Given information:
+ + +
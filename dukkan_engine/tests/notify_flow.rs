use std::{
    sync::{Arc, Mutex},
    time::Duration,
};

use dukkan_engine::{
    db_types::{NewNotification, Notification},
    events::EventBus,
    test_utils::{prepare_test_env, random_db_path},
    traits::NotificationQuery,
    ChannelError,
    NotificationChannel,
    Notifier,
    SqliteDatabase,
};
use futures::future::BoxFuture;
use serde_json::json;

/// Records every dispatch instead of delivering anywhere.
#[derive(Clone, Default)]
struct RecordingChannel {
    sent: Arc<Mutex<Vec<(i64, Vec<String>)>>>,
}

impl RecordingChannel {
    fn dispatches(&self) -> Vec<(i64, Vec<String>)> {
        self.sent.lock().unwrap().clone()
    }
}

impl NotificationChannel for RecordingChannel {
    fn name(&self) -> &str {
        "recording"
    }

    fn send(&self, notification: &Notification, push_tokens: &[String]) -> BoxFuture<'static, Result<(), ChannelError>> {
        let sent = Arc::clone(&self.sent);
        let entry = (notification.id, push_tokens.to_vec());
        Box::pin(async move {
            sent.lock().unwrap().push(entry);
            Ok(())
        })
    }
}

/// Fails every send, to prove one broken channel is invisible to the caller and to its siblings.
struct BrokenChannel;

impl NotificationChannel for BrokenChannel {
    fn name(&self) -> &str {
        "broken"
    }

    fn send(&self, _notification: &Notification, _push_tokens: &[String]) -> BoxFuture<'static, Result<(), ChannelError>> {
        Box::pin(async { Err(ChannelError::Transport("wire cut".to_string())) })
    }
}

async fn wait_for_dispatches(channel: &RecordingChannel, count: usize) -> Vec<(i64, Vec<String>)> {
    for _ in 0..100 {
        let dispatches = channel.dispatches();
        if dispatches.len() >= count {
            return dispatches;
        }
        tokio::time::sleep(Duration::from_millis(10)).await;
    }
    panic!("channel never saw {count} dispatch(es); got {:?}", channel.dispatches());
}

async fn new_db() -> SqliteDatabase {
    let url = random_db_path();
    prepare_test_env(&url).await
}

#[tokio::test]
async fn notify_persists_publishes_and_dispatches() {
    let db = new_db().await;
    let bus = EventBus::new();
    let mut sub = bus.subscribe();
    let channel = RecordingChannel::default();
    let notifier = Notifier::new(db.clone(), bus, vec![Arc::new(channel.clone()), Arc::new(BrokenChannel)]);

    let stored = notifier
        .notify(NewNotification::new("order_created", "New order", "Order #1 was placed"))
        .await
        .unwrap();
    assert_eq!(stored.kind, "order_created");
    assert!(!stored.is_read);

    let event = sub.recv().await.unwrap();
    assert!(event.contains("\"type\":\"notification\""));
    assert!(event.contains("order_created"));

    let dispatches = wait_for_dispatches(&channel, 1).await;
    assert_eq!(dispatches[0].0, stored.id);

    // The record is queryable straight away.
    let page = notifier.search(NotificationQuery::default()).await.unwrap();
    assert_eq!(page.total, 1);
    assert_eq!(page.items[0].id, stored.id);
}

#[tokio::test]
async fn push_tokens_are_targeted_by_the_payload_user() {
    let db = new_db().await;
    let channel = RecordingChannel::default();
    let notifier = Notifier::new(db.clone(), EventBus::new(), vec![Arc::new(channel.clone())]);
    notifier.register_token("u-1", "token-a").await.unwrap();
    notifier.register_token("u-1", "token-b").await.unwrap();
    notifier.register_token("u-2", "token-c").await.unwrap();

    // A payload naming a user reaches only that user's tokens.
    notifier
        .notify(
            NewNotification::new("payment_confirmed", "Paid", "Order #5 paid").with_data(json!({"userId": "u-1"})),
        )
        .await
        .unwrap();
    let dispatches = wait_for_dispatches(&channel, 1).await;
    let mut tokens = dispatches[0].1.clone();
    tokens.sort();
    assert_eq!(tokens, vec!["token-a".to_string(), "token-b".to_string()]);

    // No user in the payload means broadcast to every registered token.
    notifier.notify(NewNotification::new("promo", "Sale", "Everything must go")).await.unwrap();
    let dispatches = wait_for_dispatches(&channel, 2).await;
    assert_eq!(dispatches[1].1.len(), 3);
}

#[tokio::test]
async fn unregistering_a_token_removes_it_from_dispatch() {
    let db = new_db().await;
    let channel = RecordingChannel::default();
    let notifier = Notifier::new(db.clone(), EventBus::new(), vec![Arc::new(channel.clone())]);
    notifier.register_token("u-1", "token-a").await.unwrap();
    // Idempotent re-register.
    notifier.register_token("u-1", "token-a").await.unwrap();
    notifier.unregister_token("u-1", "token-a").await.unwrap();

    notifier
        .notify(NewNotification::new("ping", "Ping", "Hello").with_data(json!({"userId": "u-1"})))
        .await
        .unwrap();
    let dispatches = wait_for_dispatches(&channel, 1).await;
    assert!(dispatches[0].1.is_empty());
}

#[tokio::test]
async fn read_markers_behave() {
    let db = new_db().await;
    let notifier = Notifier::new(db.clone(), EventBus::new(), vec![]);
    let a = notifier.notify(NewNotification::new("k", "A", "first")).await.unwrap();
    notifier.notify(NewNotification::new("k", "B", "second")).await.unwrap();

    assert!(notifier.mark_read(a.id).await.unwrap());
    assert!(!notifier.mark_read(9999).await.unwrap());

    let unread = notifier.search(NotificationQuery { unread_only: true, ..Default::default() }).await.unwrap();
    assert_eq!(unread.total, 1);

    assert_eq!(notifier.mark_all_read().await.unwrap(), 1);
    let unread = notifier.search(NotificationQuery { unread_only: true, ..Default::default() }).await.unwrap();
    assert_eq!(unread.total, 0);
}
+ + +
Required action: Reproduce each line of the records in which "total" appears.

Exercise solution:
    assert_eq!(page.total, 1);
    assert_eq!(unread.total, 1);
    assert_eq!(unread.total, 0);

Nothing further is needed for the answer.